Quando estive na Itália pela primeira vez, chorei aos pés de La conversione di San Paolo e La Crocifissione di San Pietro, ambos pintados em 1601. No ano passado, em Nápoles, pude ver a Flagelazzione di Cristo, pintada em 1607, apenas um ano após o assassinato. Era uma exposição no Museo di Capodimonte e a única coisa que me separava das obras era uma corda a menos de um metro de distância. Era uma sala escura e, como cheguei muito cedo, estava sozinha. Éramos apenas dois, a obra e eu, e ficou quase difícil respirar. Nada nos prepara para o encontro com a arte, nem mesmo a paixão pelos pintores — e a minha por Caravaggio é de longa data.

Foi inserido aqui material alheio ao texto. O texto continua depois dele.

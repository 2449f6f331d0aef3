//! Per-account locks
//!
//! Serializes the load-compute-save window of every account mutation. Two
//! concurrent posts against the same account would otherwise both read the
//! pre-update balance and overwrite each other's write (lost update); holding
//! the account's lock across the window makes posts additive.

use std::collections::HashMap;
use std::sync::Arc;

use tokio::sync::{Mutex, OwnedMutexGuard};
use uuid::Uuid;

/// Registry of one async lock per account id.
///
/// Cloning shares the registry; all services mutating accounts must hold
/// clones of the same instance.
#[derive(Debug, Clone, Default)]
pub struct AccountLocks {
    registry: Arc<Mutex<HashMap<Uuid, Arc<Mutex<()>>>>>,
}

impl AccountLocks {
    pub fn new() -> Self {
        Self::default()
    }

    /// Acquire the lock for an account, waiting if another mutation holds it.
    /// The guard releases on drop.
    pub async fn acquire(&self, account_id: Uuid) -> OwnedMutexGuard<()> {
        let lock = {
            let mut registry = self.registry.lock().await;
            Arc::clone(registry.entry(account_id).or_default())
        };
        lock.lock_owned().await
    }
}

#[cfg(test)]
mod tests {
    use super::*;
    use std::sync::atomic::{AtomicU64, Ordering};

    #[tokio::test]
    async fn test_same_account_is_serialized() {
        let locks = AccountLocks::new();
        let account_id = Uuid::new_v4();
        let counter = Arc::new(AtomicU64::new(0));

        let mut handles = Vec::new();
        for _ in 0..16 {
            let locks = locks.clone();
            let counter = Arc::clone(&counter);
            handles.push(tokio::spawn(async move {
                let _guard = locks.acquire(account_id).await;
                // read-modify-write with a yield in the middle; only lock
                // serialization keeps this additive
                let read = counter.load(Ordering::SeqCst);
                tokio::task::yield_now().await;
                counter.store(read + 1, Ordering::SeqCst);
            }));
        }
        for handle in handles {
            handle.await.unwrap();
        }

        assert_eq!(counter.load(Ordering::SeqCst), 16);
    }

    #[tokio::test]
    async fn test_different_accounts_do_not_contend() {
        let locks = AccountLocks::new();
        let first = locks.acquire(Uuid::new_v4()).await;
        // acquiring a different account's lock must not wait on `first`
        let _second = locks.acquire(Uuid::new_v4()).await;
        drop(first);
    }
}
//! Account record
//!
//! A customer account holding one balance per declared currency. Accounts are
//! created once and mutated only through currency-set updates and transaction
//! posting; they are never deleted.

use chrono::{DateTime, Utc};
use serde::{Deserialize, Serialize};
use uuid::Uuid;

use super::{BalanceSheet, Currency};

/// A customer account.
///
/// `customer_id` and `account_number` are unique across all accounts,
/// enforced by the store. `balances` always holds exactly the keys listed in
/// `currencies` after any successful mutation.
#[derive(Debug, Clone, PartialEq, Serialize, Deserialize)]
pub struct Account {
    pub id: Uuid,
    pub customer_id: String,
    pub account_number: String,
    /// Ordered set of currencies this account may hold.
    pub currencies: Vec<Currency>,
    pub balances: BalanceSheet,
    pub created_at: DateTime<Utc>,
    pub updated_at: DateTime<Utc>,
}

impl Account {
    /// Create a new account with zeroed balances for every currency.
    pub fn new(
        customer_id: impl Into<String>,
        account_number: impl Into<String>,
        currencies: Vec<Currency>,
    ) -> Self {
        let now = Utc::now();
        let balances = BalanceSheet::initialize(&currencies);

        Self {
            id: Uuid::new_v4(),
            customer_id: customer_id.into(),
            account_number: account_number.into(),
            currencies,
            balances,
            created_at: now,
            updated_at: now,
        }
    }

    /// Whether the account currently holds this currency.
    pub fn holds(&self, currency: Currency) -> bool {
        self.currencies.contains(&currency)
    }
}

/// Deduplicate a currency list while preserving first-seen order.
pub(crate) fn dedup_currencies(currencies: Vec<Currency>) -> Vec<Currency> {
    let mut seen = Vec::with_capacity(currencies.len());
    for currency in currencies {
        if !seen.contains(&currency) {
            seen.push(currency);
        }
    }
    seen
}

#[cfg(test)]
mod tests {
    use super::*;
    use rust_decimal::Decimal;

    use crate::domain::Currency::{Eur, Usd};

    #[test]
    fn test_new_account_invariant() {
        let account = Account::new("cust-1", "ACC-0001", vec![Usd, Eur]);

        assert!(account.balances.matches(&account.currencies));
        assert_eq!(account.balances.get(Usd), Decimal::ZERO);
        assert_eq!(account.balances.get(Eur), Decimal::ZERO);
        assert!(account.holds(Usd));
        assert!(!account.holds(Currency::Btc));
    }

    #[test]
    fn test_dedup_preserves_order() {
        let deduped = dedup_currencies(vec![Eur, Usd, Eur, Usd]);
        assert_eq!(deduped, vec![Eur, Usd]);
    }
}
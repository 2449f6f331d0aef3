//! Postgres store
//!
//! sqlx-backed implementation of the store traits. Currency lists and balance
//! sheets are stored as JSONB; amounts as NUMERIC. Uniqueness on
//! `customer_id` and `account_number` is enforced by the schema
//! (migrations/001_init.sql) and translated here into `DuplicateKey`.

use async_trait::async_trait;
use sqlx::postgres::PgRow;
use sqlx::{PgPool, Row};
use uuid::Uuid;

use crate::domain::{Account, BalanceSheet, Currency, Transaction, TransactionKind};

use super::{AccountStore, StoreError, TransactionFilter, TransactionStore};

/// PostgreSQL-backed account and transaction collections.
#[derive(Debug, Clone)]
pub struct PgStore {
    pool: PgPool,
}

impl PgStore {
    pub fn new(pool: PgPool) -> Self {
        Self { pool }
    }
}

#[async_trait]
impl AccountStore for PgStore {
    async fn insert(&self, account: &Account) -> Result<(), StoreError> {
        sqlx::query(
            r#"
            INSERT INTO accounts
                (id, customer_id, account_number, currencies, balances, created_at, updated_at)
            VALUES ($1, $2, $3, $4, $5, $6, $7)
            "#,
        )
        .bind(account.id)
        .bind(&account.customer_id)
        .bind(&account.account_number)
        .bind(encode_json(&account.currencies)?)
        .bind(encode_json(&account.balances)?)
        .bind(account.created_at)
        .bind(account.updated_at)
        .execute(&self.pool)
        .await
        .map_err(map_unique_violation)?;

        Ok(())
    }

    async fn find_by_id(&self, id: Uuid) -> Result<Option<Account>, StoreError> {
        let row = sqlx::query(
            r#"
            SELECT id, customer_id, account_number, currencies, balances, created_at, updated_at
            FROM accounts
            WHERE id = $1
            "#,
        )
        .bind(id)
        .fetch_optional(&self.pool)
        .await?;

        row.map(|row| account_from_row(&row)).transpose()
    }

    async fn save(&self, account: &Account) -> Result<(), StoreError> {
        sqlx::query(
            r#"
            UPDATE accounts
            SET customer_id = $2,
                account_number = $3,
                currencies = $4,
                balances = $5,
                updated_at = $6
            WHERE id = $1
            "#,
        )
        .bind(account.id)
        .bind(&account.customer_id)
        .bind(&account.account_number)
        .bind(encode_json(&account.currencies)?)
        .bind(encode_json(&account.balances)?)
        .bind(account.updated_at)
        .execute(&self.pool)
        .await
        .map_err(map_unique_violation)?;

        Ok(())
    }
}

#[async_trait]
impl TransactionStore for PgStore {
    async fn insert(&self, transaction: &Transaction) -> Result<(), StoreError> {
        sqlx::query(
            r#"
            INSERT INTO transactions (id, account_id, kind, currency, amount, date)
            VALUES ($1, $2, $3, $4, $5, $6)
            "#,
        )
        .bind(transaction.id)
        .bind(transaction.account_id)
        .bind(transaction.kind.as_str())
        .bind(transaction.currency.as_str())
        .bind(transaction.amount)
        .bind(transaction.date)
        .execute(&self.pool)
        .await?;

        Ok(())
    }

    async fn find_by_account(
        &self,
        account_id: Uuid,
        filter: &TransactionFilter,
    ) -> Result<Vec<Transaction>, StoreError> {
        // seq is a bigserial assigned at insert, giving the stable
        // oldest-first order the pagination contract requires.
        // LIMIT NULL / OFFSET NULL behave as if the clause were omitted.
        let rows = sqlx::query(
            r#"
            SELECT id, account_id, kind, currency, amount, date
            FROM transactions
            WHERE account_id = $1
              AND ($2::timestamptz IS NULL OR date >= $2)
              AND ($3::timestamptz IS NULL OR date <= $3)
            ORDER BY seq ASC
            LIMIT $4::bigint OFFSET $5::bigint
            "#,
        )
        .bind(account_id)
        .bind(filter.from)
        .bind(filter.to)
        .bind(filter.limit.map(|l| l as i64))
        .bind(filter.skip.map(|s| s as i64))
        .fetch_all(&self.pool)
        .await?;

        rows.iter().map(transaction_from_row).collect()
    }

    async fn count_by_account(&self, account_id: Uuid) -> Result<u64, StoreError> {
        let count: i64 =
            sqlx::query_scalar("SELECT COUNT(*) FROM transactions WHERE account_id = $1")
                .bind(account_id)
                .fetch_one(&self.pool)
                .await?;

        Ok(count as u64)
    }
}

fn account_from_row(row: &PgRow) -> Result<Account, StoreError> {
    let currencies: serde_json::Value = row.try_get("currencies")?;
    let balances: serde_json::Value = row.try_get("balances")?;

    Ok(Account {
        id: row.try_get("id")?,
        customer_id: row.try_get("customer_id")?,
        account_number: row.try_get("account_number")?,
        currencies: decode_json(currencies)?,
        balances: decode_json::<BalanceSheet>(balances)?,
        created_at: row.try_get("created_at")?,
        updated_at: row.try_get("updated_at")?,
    })
}

fn transaction_from_row(row: &PgRow) -> Result<Transaction, StoreError> {
    let kind: String = row.try_get("kind")?;
    let currency: String = row.try_get("currency")?;

    Ok(Transaction {
        id: row.try_get("id")?,
        account_id: row.try_get("account_id")?,
        kind: match kind.as_str() {
            "INBOUND" => TransactionKind::Inbound,
            "OUTBOUND" => TransactionKind::Outbound,
            other => return Err(decode_error(format!("unknown transaction kind: {other}"))),
        },
        currency: currency
            .parse::<Currency>()
            .map_err(|e| decode_error(e.to_string()))?,
        amount: row.try_get("amount")?,
        date: row.try_get("date")?,
    })
}

fn encode_json<T: serde::Serialize>(value: &T) -> Result<serde_json::Value, StoreError> {
    serde_json::to_value(value).map_err(|e| decode_error(e.to_string()))
}

fn decode_json<T: serde::de::DeserializeOwned>(
    value: serde_json::Value,
) -> Result<T, StoreError> {
    serde_json::from_value(value).map_err(|e| decode_error(e.to_string()))
}

fn decode_error(message: String) -> StoreError {
    StoreError::Database(sqlx::Error::Decode(message.into()))
}

/// Translate a PostgreSQL unique violation (SQLSTATE 23505) into
/// `DuplicateKey`, identified by the violated constraint.
fn map_unique_violation(error: sqlx::Error) -> StoreError {
    if let sqlx::Error::Database(db) = &error {
        if db.is_unique_violation() {
            let constraint = db.constraint().unwrap_or_default();
            let field = if constraint.contains("customer_id") {
                "customer_id"
            } else {
                "account_number"
            };
            return StoreError::DuplicateKey { field };
        }
    }
    StoreError::Database(error)
}
//! Command definitions
//!
//! Plain data payloads the core operations accept, independent of the
//! transport that produced them.

use std::collections::BTreeMap;

use chrono::{DateTime, Utc};
use rust_decimal::Decimal;
use serde::{Deserialize, Serialize};
use uuid::Uuid;

use crate::domain::{Currency, TransactionKind};

/// Payload for account creation.
#[derive(Debug, Clone, Serialize, Deserialize)]
pub struct CreateAccount {
    pub customer_id: String,
    pub account_number: String,
    pub currencies: Vec<Currency>,
    /// Optional opening balances; currencies without an entry start at zero.
    #[serde(default)]
    pub balances: Option<BTreeMap<Currency, Decimal>>,
}

impl CreateAccount {
    pub fn new(
        customer_id: impl Into<String>,
        account_number: impl Into<String>,
        currencies: Vec<Currency>,
    ) -> Self {
        Self {
            customer_id: customer_id.into(),
            account_number: account_number.into(),
            currencies,
            balances: None,
        }
    }

    pub fn with_balances(mut self, balances: BTreeMap<Currency, Decimal>) -> Self {
        self.balances = Some(balances);
        self
    }
}

/// Partial payload for account updates. Absent fields are left untouched.
#[derive(Debug, Clone, Default, Serialize, Deserialize)]
pub struct UpdateAccount {
    #[serde(default)]
    pub customer_id: Option<String>,
    #[serde(default)]
    pub account_number: Option<String>,
    #[serde(default)]
    pub currencies: Option<Vec<Currency>>,
    /// When present, replaces the balance map after currency reconciliation;
    /// entries are validated against the effective currency set.
    #[serde(default)]
    pub balances: Option<BTreeMap<Currency, Decimal>>,
}

impl UpdateAccount {
    pub fn currencies(currencies: Vec<Currency>) -> Self {
        Self {
            currencies: Some(currencies),
            ..Self::default()
        }
    }
}

/// Payload for posting one transaction.
#[derive(Debug, Clone, Serialize, Deserialize)]
pub struct PostTransaction {
    pub account_id: Uuid,
    #[serde(rename = "type")]
    pub kind: TransactionKind,
    pub currency: Currency,
    pub amount: Decimal,
    /// System-assigned at posting time unless supplied.
    #[serde(default)]
    pub date: Option<DateTime<Utc>>,
}

impl PostTransaction {
    pub fn new(
        account_id: Uuid,
        kind: TransactionKind,
        currency: Currency,
        amount: Decimal,
    ) -> Self {
        Self {
            account_id,
            kind,
            currency,
            amount,
            date: None,
        }
    }

    pub fn on_date(mut self, date: DateTime<Utc>) -> Self {
        self.date = Some(date);
        self
    }
}

/// Date-range and pagination parameters for the transaction listing.
/// Non-positive `skip`/`limit` mean "no skip" / "no limit".
#[derive(Debug, Clone, Default, Serialize, Deserialize)]
pub struct ListTransactions {
    #[serde(default)]
    pub skip: Option<i64>,
    #[serde(default)]
    pub limit: Option<i64>,
    #[serde(default)]
    pub from: Option<DateTime<Utc>>,
    #[serde(default)]
    pub to: Option<DateTime<Utc>>,
}

#[cfg(test)]
mod tests {
    use super::*;
    use rust_decimal_macros::dec;

    #[test]
    fn test_create_account_builder() {
        let cmd = CreateAccount::new("cust-1", "ACC-1", vec![Currency::Usd]);
        assert_eq!(cmd.customer_id, "cust-1");
        assert_eq!(cmd.account_number, "ACC-1");
        assert!(cmd.balances.is_none());

        let cmd = cmd.with_balances(BTreeMap::from([(Currency::Usd, dec!(25))]));
        assert_eq!(cmd.balances.unwrap()[&Currency::Usd], dec!(25));
    }

    #[test]
    fn test_update_account_defaults_to_no_changes() {
        let cmd = UpdateAccount::default();
        assert!(cmd.customer_id.is_none());
        assert!(cmd.account_number.is_none());
        assert!(cmd.currencies.is_none());
        assert!(cmd.balances.is_none());
    }

    #[test]
    fn test_post_transaction_deserializes_type_field() {
        let json = serde_json::json!({
            "account_id": Uuid::new_v4(),
            "type": "OUTBOUND",
            "currency": "EUR",
            "amount": "12.50",
        });

        let cmd: PostTransaction = serde_json::from_value(json).unwrap();
        assert_eq!(cmd.kind, TransactionKind::Outbound);
        assert_eq!(cmd.currency, Currency::Eur);
        assert_eq!(cmd.amount, dec!(12.50));
        assert!(cmd.date.is_none());
    }
}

Por isso fiquei completamente deslumbrada com a nova versão do romance policial de Patricia Highsmith, de 1955, The Talented Mr. Ripley — que nos brinda com Caravaggio como narrativa paralela. A série de Steven Zaillian para a Netflix é estonteante, mas é preciso ter certa abstração para vê-la. Se eu pudesse dar uma dica, seria: não tenha pressa. Sirva-se de uma taça de vinho e apenas abandone-se no sofá; essa não é uma obra para a precipitação.

O cenário é o mesmo das outras versões, Itália. Roma, Palermo, Veneza, Atrani. A diferença é que todas as cidades perdem suas cores para a decisão acertadíssima de Zaillian pelo preto e branco. Paradoxalmente, os lugares tornam-se ainda mais vívidos e imponentes sem as cores que nos distrairiam da brutalidade refinada que a série ostenta.

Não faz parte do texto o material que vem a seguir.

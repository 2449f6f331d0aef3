//! API Routes
//!
//! HTTP endpoint definitions. The transport stays thin: decode the payload,
//! call the service, encode the result. All money values travel as decimal
//! strings on the wire.

use std::collections::BTreeMap;
use std::sync::Arc;

use axum::extract::{Path, Query, State};
use axum::http::StatusCode;
use axum::routing::{get, post};
use axum::{Json, Router};
use chrono::{DateTime, Utc};
use rust_decimal::Decimal;
use serde::{Deserialize, Serialize};
use uuid::Uuid;

use crate::domain::{Account, BalanceSheet, Currency, Transaction, TransactionKind};
use crate::error::AppError;
use crate::service::{
    AccountService, CreateAccount, ListTransactions, PostTransaction, TransactionService,
    UpdateAccount,
};

/// Shared handler state.
#[derive(Clone)]
pub struct AppState {
    pub accounts: Arc<AccountService>,
    pub transactions: Arc<TransactionService>,
}

/// Build the API router.
pub fn create_router() -> Router<AppState> {
    Router::new()
        .route("/accounts", post(create_account))
        .route("/accounts/:id", get(get_account).patch(update_account))
        .route("/accounts/:id/transactions", get(list_transactions))
        .route("/transactions", post(create_transaction))
}

// =========================================================================
// Request/Response types
// =========================================================================

#[derive(Debug, Deserialize)]
pub struct CreateAccountRequest {
    pub customer_id: String,
    pub account_number: String,
    pub currencies: Vec<Currency>,
    #[serde(default)]
    pub balances: Option<BTreeMap<Currency, String>>,
}

#[derive(Debug, Deserialize)]
pub struct UpdateAccountRequest {
    #[serde(default)]
    pub customer_id: Option<String>,
    #[serde(default)]
    pub account_number: Option<String>,
    #[serde(default)]
    pub currencies: Option<Vec<Currency>>,
    #[serde(default)]
    pub balances: Option<BTreeMap<Currency, String>>,
}

#[derive(Debug, Serialize)]
pub struct AccountResponse {
    pub id: Uuid,
    pub customer_id: String,
    pub account_number: String,
    pub currencies: Vec<Currency>,
    pub balances: BalanceSheet,
    pub created_at: DateTime<Utc>,
    pub updated_at: DateTime<Utc>,
}

impl From<Account> for AccountResponse {
    fn from(account: Account) -> Self {
        Self {
            id: account.id,
            customer_id: account.customer_id,
            account_number: account.account_number,
            currencies: account.currencies,
            balances: account.balances,
            created_at: account.created_at,
            updated_at: account.updated_at,
        }
    }
}

#[derive(Debug, Deserialize)]
pub struct CreateTransactionRequest {
    pub account_id: Uuid,
    #[serde(rename = "type")]
    pub kind: TransactionKind,
    pub currency: Currency,
    pub amount: String,
    #[serde(default)]
    pub date: Option<DateTime<Utc>>,
}

#[derive(Debug, Serialize)]
pub struct TransactionResponse {
    pub id: Uuid,
    pub account_id: Uuid,
    #[serde(rename = "type")]
    pub kind: TransactionKind,
    pub currency: Currency,
    pub amount: Decimal,
    pub date: DateTime<Utc>,
}

impl From<Transaction> for TransactionResponse {
    fn from(transaction: Transaction) -> Self {
        Self {
            id: transaction.id,
            account_id: transaction.account_id,
            kind: transaction.kind,
            currency: transaction.currency,
            amount: transaction.amount,
            date: transaction.date,
        }
    }
}

#[derive(Debug, Deserialize)]
pub struct ListTransactionsParams {
    #[serde(default)]
    pub skip: Option<i64>,
    #[serde(default)]
    pub limit: Option<i64>,
    #[serde(default)]
    pub from: Option<DateTime<Utc>>,
    #[serde(default)]
    pub to: Option<DateTime<Utc>>,
}

#[derive(Debug, Serialize)]
pub struct TransactionListResponse {
    pub transactions: Vec<TransactionResponse>,
    /// Count of the account's full history, regardless of the date filter.
    pub total: u64,
}

// =========================================================================
// Handlers
// =========================================================================

async fn create_account(
    State(state): State<AppState>,
    Json(request): Json<CreateAccountRequest>,
) -> Result<(StatusCode, Json<AccountResponse>), AppError> {
    let mut command = CreateAccount::new(
        request.customer_id,
        request.account_number,
        request.currencies,
    );
    command.balances = request.balances.map(parse_balances).transpose()?;

    let account = state.accounts.create(command).await?;
    Ok((StatusCode::CREATED, Json(account.into())))
}

async fn get_account(
    State(state): State<AppState>,
    Path(id): Path<Uuid>,
) -> Result<Json<AccountResponse>, AppError> {
    let account = state.accounts.get(id).await?;
    Ok(Json(account.into()))
}

async fn update_account(
    State(state): State<AppState>,
    Path(id): Path<Uuid>,
    Json(request): Json<UpdateAccountRequest>,
) -> Result<Json<AccountResponse>, AppError> {
    let command = UpdateAccount {
        customer_id: request.customer_id,
        account_number: request.account_number,
        currencies: request.currencies,
        balances: request.balances.map(parse_balances).transpose()?,
    };

    let account = state.accounts.update(id, command).await?;
    Ok(Json(account.into()))
}

async fn create_transaction(
    State(state): State<AppState>,
    Json(request): Json<CreateTransactionRequest>,
) -> Result<(StatusCode, Json<TransactionResponse>), AppError> {
    let amount = parse_amount(&request.amount)?;
    let command = PostTransaction {
        account_id: request.account_id,
        kind: request.kind,
        currency: request.currency,
        amount,
        date: request.date,
    };

    let transaction = state.transactions.post(command).await?;
    Ok((StatusCode::CREATED, Json(transaction.into())))
}

async fn list_transactions(
    State(state): State<AppState>,
    Path(id): Path<Uuid>,
    Query(params): Query<ListTransactionsParams>,
) -> Result<Json<TransactionListResponse>, AppError> {
    let query = ListTransactions {
        skip: params.skip,
        limit: params.limit,
        from: params.from,
        to: params.to,
    };

    let (transactions, total) = state.transactions.list(id, query).await?;
    Ok(Json(TransactionListResponse {
        transactions: transactions.into_iter().map(Into::into).collect(),
        total,
    }))
}

fn parse_amount(raw: &str) -> Result<Decimal, AppError> {
    raw.parse::<Decimal>()
        .map_err(|e| AppError::InvalidInput(format!("Invalid amount: {e}")))
}

fn parse_balances(
    raw: BTreeMap<Currency, String>,
) -> Result<BTreeMap<Currency, Decimal>, AppError> {
    raw.into_iter()
        .map(|(currency, amount)| {
            let amount = amount.parse::<Decimal>().map_err(|e| {
                AppError::InvalidInput(format!("Invalid balance for {currency}: {e}"))
            })?;
            Ok((currency, amount))
        })
        .collect()
}

#[cfg(test)]
mod tests {
    use super::*;
    use rust_decimal_macros::dec;

    #[test]
    fn test_parse_amount() {
        assert_eq!(parse_amount("100.50").unwrap(), dec!(100.50));
        assert!(matches!(
            parse_amount("abc"),
            Err(AppError::InvalidInput(_))
        ));
    }

    #[test]
    fn test_parse_balances() {
        let raw = BTreeMap::from([
            (Currency::Usd, "25".to_string()),
            (Currency::Eur, "1.5".to_string()),
        ]);
        let parsed = parse_balances(raw).unwrap();
        assert_eq!(parsed[&Currency::Usd], dec!(25));
        assert_eq!(parsed[&Currency::Eur], dec!(1.5));
    }

    #[test]
    fn test_create_account_request_decodes() {
        let json = serde_json::json!({
            "customer_id": "cust-1",
            "account_number": "ACC-1",
            "currencies": ["USD", "EUR"],
            "balances": { "USD": "25" }
        });

        let request: CreateAccountRequest = serde_json::from_value(json).unwrap();
        assert_eq!(request.currencies, vec![Currency::Usd, Currency::Eur]);
        assert_eq!(
            request.balances.unwrap()[&Currency::Usd],
            "25".to_string()
        );
    }
}
//! Common test utilities
//!
//! Builds the core services over the in-memory store with a capturable
//! event queue.

use std::sync::Arc;

use tokio::sync::mpsc;

use accounts_ledger::events::QueuePublisher;
use accounts_ledger::locks::AccountLocks;
use accounts_ledger::service::{AccountService, TransactionService};
use accounts_ledger::store::MemoryStore;
use accounts_ledger::LedgerEvent;

pub struct TestApp {
    pub accounts: Arc<AccountService>,
    pub transactions: Arc<TransactionService>,
    pub events: mpsc::Receiver<LedgerEvent>,
}

pub fn build_app() -> TestApp {
    let store = Arc::new(MemoryStore::new());
    let (publisher, events) = QueuePublisher::bounded(256);
    let publisher = Arc::new(publisher);
    let locks = AccountLocks::new();

    let accounts = Arc::new(AccountService::new(
        store.clone(),
        publisher.clone(),
        locks.clone(),
    ));
    let transactions = Arc::new(TransactionService::new(
        accounts.clone(),
        store.clone(),
        store,
        publisher,
        locks,
    ));

    TestApp {
        accounts,
        transactions,
        events,
    }
}

impl TestApp {
    /// Drain and return every event published so far.
    pub fn drain_events(&mut self) -> Vec<LedgerEvent> {
        let mut drained = Vec::new();
        while let Ok(event) = self.events.try_recv() {
            drained.push(event);
        }
        drained
    }
}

Tom Ripley vive de pequenos golpes em NY até que o Sr. Greenleaf decide pagá-lo para ir até a Itália convencer seu filho Richard — Dickie — a voltar pra casa. A história a gente já sabe. O que é singular nesta versão é que a arte se transforma em personagem e nos acompanha o tempo todo. Os monumentos artísticos das cidades aparecem recorrentemente enquanto Tom se movimenta de um lado para o outro, como se vigiassem seus atos no escuro. A arte como esse elemento incorruptível, impossível de enganar. Afinal, pode-se esconder qualquer coisa sob véus imaginários, mas, diante da arte, quando tudo que temos é a materialidade do corpo e a materialidade da obra, aquilo que vem é sempre novo, sempre surpreendente e, portanto, sempre verdadeiro.

O outro elemento imperdível da série é Lucio, o gato que espreita pela vila onde Tom aluga um apartamento em Roma. É um gatinho que faz jus ao nome, um gatinho luminoso, sempre se esgueirando pelos bancos e escadarias e nas frestas de sol. Um nome, aliás, que não me parece fortuito. Lucio e Lúcifer têm a mesma raíz etimológica, a palavra Lux, que em latim significa luz ou luminoso. Lúcifer é o portador da luz, aquele que anuncia o amanhecer, a Estrela da manhã — ou o planeta Vênus. Na mitologia romana Lúcifer é filho de Aurora, deusa do amanhecer; ele é o ser celestial que luta pelo lugar mais alto do céu e que, não conseguindo, desce para governar o submundo. Uma metáfora para Ripley, que deseja estar à altura daqueles que inveja e fere? E que, não conseguindo, desce cada vez mais na perversão de sua humanidade?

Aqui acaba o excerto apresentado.